Erken Yunan felsefesini işlemeye başlamadan önce bu felsefenin ortaya çıktığı topluma bakmak faydalı olabilir. Bazı merkezi özelliklerin altını çizmek yeterli olacaktır: Yunan şehir-devleti ( Yunanca : Polis ) bizim zamanımızdaki devletlerden birçok yönden farklıdır. Birçok şeyin yanı sıra, hem nüfus olarak hem de coğrafi olarak küçük bir toplum söz konusu idi.

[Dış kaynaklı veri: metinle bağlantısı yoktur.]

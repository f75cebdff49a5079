//! Loading sample matrices from disk.

use std::path::Path;

use csv::ReaderBuilder;
use ndarray::Array2;
use ndarray_npy::read_npy;

use crate::error::{Error, Result};
use crate::grid::Matrix;

/// Load a 2-D matrix, picking the format from the file extension.
///
/// * `npy` - NumPy array of `f32` or `f64`.
/// * `tsv` - tab separated values, no header.
/// * anything else - comma separated values, no header.
///
/// An empty text file yields a `0 x 0` matrix.
///
/// # Errors
///
/// Returns an error if the file cannot be read or is not a rectangular
/// numeric matrix.
pub fn load_matrix<P: AsRef<Path>>(path: P) -> Result<Matrix> {
    let path = path.as_ref();

    let extension = path
        .extension()
        .and_then(|e| e.to_str())
        .unwrap_or("csv")
        .to_lowercase();

    let matrix = match extension.as_str() {
        "npy" => load_npy(path)?,
        "tsv" => load_delimited(path, b'\t')?,
        _ => load_delimited(path, b',')?,
    };

    tracing::info!(
        "Loaded {}x{} matrix from {}",
        matrix.nrows(),
        matrix.ncols(),
        path.display()
    );
    Ok(matrix)
}

/// Read an `.npy` file holding `f32` or `f64` values.
#[allow(clippy::cast_possible_truncation)]
fn load_npy(path: &Path) -> Result<Matrix> {
    match read_npy::<_, Array2<f32>>(path) {
        Ok(matrix) => Ok(matrix),
        Err(first) => {
            tracing::debug!("Not an f32 array ({first}), trying f64");
            read_npy::<_, Array2<f64>>(path)
                .map(|matrix| matrix.mapv(|v| v as f32))
                .map_err(|_| Error::Npy {
                    path: path.to_path_buf(),
                    source: first,
                })
        }
    }
}

/// Read headerless delimited text into a rectangular matrix.
fn load_delimited(path: &Path, delimiter: u8) -> Result<Matrix> {
    let csv_error = |source| Error::Csv {
        path: path.to_path_buf(),
        source,
    };

    let mut rdr = ReaderBuilder::new()
        .delimiter(delimiter)
        .has_headers(false)
        .flexible(true)
        .trim(csv::Trim::All)
        .from_path(path)
        .map_err(csv_error)?;

    let mut values = Vec::new();
    let mut columns = None;
    let mut rows = 0;

    for (i, result) in rdr.records().enumerate() {
        let record = result.map_err(csv_error)?;
        let line = record.position().map_or(i + 1, |p| p.line() as usize);

        let expected = *columns.get_or_insert(record.len());
        if record.len() != expected {
            return Err(Error::RaggedRow {
                path: path.to_path_buf(),
                line,
                expected,
                actual: record.len(),
            });
        }

        for (column, field) in record.iter().enumerate() {
            let value = field.parse::<f32>().map_err(|_| Error::ParseValue {
                path: path.to_path_buf(),
                line,
                column: column + 1,
                value: field.to_string(),
            })?;
            values.push(value);
        }
        rows += 1;
    }

    let columns = columns.unwrap_or(0);
    Array2::from_shape_vec((rows, columns), values).map_err(|_| Error::RaggedRow {
        path: path.to_path_buf(),
        line: rows,
        expected: columns,
        actual: 0,
    })
}
//! # gridplot
//!
//! Render the rows of a sample matrix as grayscale images.
//!
//! Each row of an `N x D` matrix is reshaped into a `d1 x d2` grid
//! (`d1 * d2 == D`) in row-major or column-major order and handed to an
//! [`ImageSink`]. Sinks decide where the pixels go: memory, one PNG per row,
//! or a single tiled sheet.
//!
//! ## Example
//!
//! ```no_run
//! use gridplot::{plot_grid, PlotOptions, PngSink, RenderOptions};
//! use ndarray::array;
//!
//! # fn main() -> gridplot::Result<()> {
//! let x = array![[1.0_f32, 2.0, 3.0, 4.0], [5.0, 6.0, 7.0, 8.0]];
//! let mut sink = PngSink::new("plots", RenderOptions::default())?;
//!
//! plot_grid(x.view(), 2, 2, &PlotOptions::titled("digits"), &mut sink)?;
//! # Ok(())
//! # }
//! ```

pub mod error;
pub mod grid;
pub mod image;
pub mod matrix;
pub mod sink;

pub use error::{Error, Result};
pub use grid::{plot_grid, Order, PlotOptions};
pub use image::{RenderOptions, ValueRange};
pub use matrix::load_matrix;
pub use sink::{Frame, ImageSink, MemorySink, MontageSink, PngSink};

Örnek olarak, Atinalıların şehri M.Ö. 400'lerde yaklaşık 300.000 kişilik nüfusa sahipti. Bu rakamın kabaca yüz bin kadarını köle olarak farz edebiliriz. Şayet kadınları ve çocukları da çıkaracak olursak, geriye yaklaşık 40.000 özgür Atinalı erkek kalır.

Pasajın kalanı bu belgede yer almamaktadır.